'An Anatomist's Desire'

$39.99

This signboard measures approximately nineteen inches tall and twelve and a half inches wide, mounted on wood a quarter inch deep. A metal bracket is affixed to the back to make hanging it simple.

Each wooden signboard is handcrafted at Studio Carnivalia by the artist, Chas Bogan.

The idea for this sign struck me as I was reading about the ressurectionists (grave robbers) and anatomists (surgeons and scientists).

Corpses were once in rare supply, though much needed by the medical and scientific professions. For reasons religious and cultural too few people were willing to donate their bodies for dissection upon death. This need provided ressurectionists with a thriving profession, and terrified many with the fear that they would be exhumed shortly after their internment. An excerpt from a poem by Robert Southey titled 'The Surgeon's Warning' from the early nineteenth century expresses the fear of an anatomist concerning the fate of his own body.

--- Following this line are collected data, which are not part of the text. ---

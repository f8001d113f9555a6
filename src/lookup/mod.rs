/*! Knowledge-base lookup

The classifier and the `wikipedia` and `images` features consume a [Lookup]. Failures are
ordinary values ([LookupFailure]) that the caller decides how to absorb, they
never abort a run.

[WikipediaClient] talks to the MediaWiki action API; [MapLookup] answers from
memory and is what offline runs and tests use.
!*/
use std::collections::HashMap;
use std::fmt;

use crate::entry::{DisambiguationOption, WikidataId};

mod wikipedia;
pub use wikipedia::WikipediaClient;

/// What the knowledge base knows about one term.
#[derive(Debug, Clone, PartialEq, Default)]
pub struct LookupResult {
    /// Page title after redirects.
    pub title: String,
    pub wikipedia_url: Option<String>,
    pub wikidata_id: Option<WikidataId>,
    /// First non-empty paragraph, as HTML.
    pub description_html: Option<String>,
    pub is_disambiguation: bool,
    pub disambiguation_options: Vec<DisambiguationOption>,
    /// `File:` page of the lead image, if the page has one.
    pub image_url: Option<String>,
}

#[derive(Debug, Clone, PartialEq, Eq)]
pub enum LookupFailure {
    /// No page for the term.
    NotFound(String),
    /// Connection, timeout or TLS failure.
    Transport(String),
    /// Non-success HTTP status.
    Http(u16),
    /// Response could not be understood.
    Malformed(String),
}

impl fmt::Display for LookupFailure {
    fn fmt(&self, f: &mut fmt::Formatter<'_>) -> fmt::Result {
        match self {
            LookupFailure::NotFound(term) => write!(f, "no page found for `{}`", term),
            LookupFailure::Transport(msg) => write!(f, "transport error: {}", msg),
            LookupFailure::Http(status) => write!(f, "http status {}", status),
            LookupFailure::Malformed(msg) => write!(f, "malformed response: {}", msg),
        }
    }
}

impl From<reqwest::Error> for LookupFailure {
    fn from(e: reqwest::Error) -> Self {
        if e.is_decode() {
            LookupFailure::Malformed(e.to_string())
        } else if let Some(status) = e.status() {
            LookupFailure::Http(status.as_u16())
        } else {
            LookupFailure::Transport(e.to_string())
        }
    }
}

impl From<serde_json::Error> for LookupFailure {
    fn from(e: serde_json::Error) -> Self {
        LookupFailure::Malformed(e.to_string())
    }
}

pub trait Lookup {
    fn lookup(&self, term: &str) -> Result<LookupResult, LookupFailure>;
}

/// Lookup answered from a fixed table. Unknown terms are [LookupFailure::NotFound].
#[derive(Debug, Clone, Default)]
pub struct MapLookup {
    answers: HashMap<String, Result<LookupResult, LookupFailure>>,
}

impl MapLookup {
    pub fn new() -> Self {
        Self::default()
    }

    pub fn with_result(mut self, term: impl Into<String>, result: LookupResult) -> Self {
        self.answers.insert(term.into(), Ok(result));
        self
    }

    pub fn with_failure(mut self, term: impl Into<String>, failure: LookupFailure) -> Self {
        self.answers.insert(term.into(), Err(failure));
        self
    }
}

impl Lookup for MapLookup {
    fn lookup(&self, term: &str) -> Result<LookupResult, LookupFailure> {
        self.answers
            .get(term)
            .cloned()
            .unwrap_or_else(|| Err(LookupFailure::NotFound(term.to_string())))
    }
}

All kinds of carcasses I have cut up,
And the judgment now must be--
But brothers I took care of you,
So pray take care of me!

I have made candles of dead men's fat
The sextons have been my slaves
I have bottled babes unborn, and dried
Hearts and livers from rifled graves

And my Prentices now will surely come
And carve me bone from bone
And I who have rifled the dead man's grave
Shall never have rest in my own.

To end this fear, it was recognized that a supply of bodies should be legally provided for, so that the lack of demand would prevent the need for thievery. The debate raged concerning who among the populace should have their corpses appropriated. Prostitutes and perverts, assorted criminals, drunkards, suicides, and simply the poor and lower classes were seen by many as ideal candidates, either because while alive they had abused the bodies God had given them, or else because God had not provided them with wealth or breeding in life and so surely must not have favored them.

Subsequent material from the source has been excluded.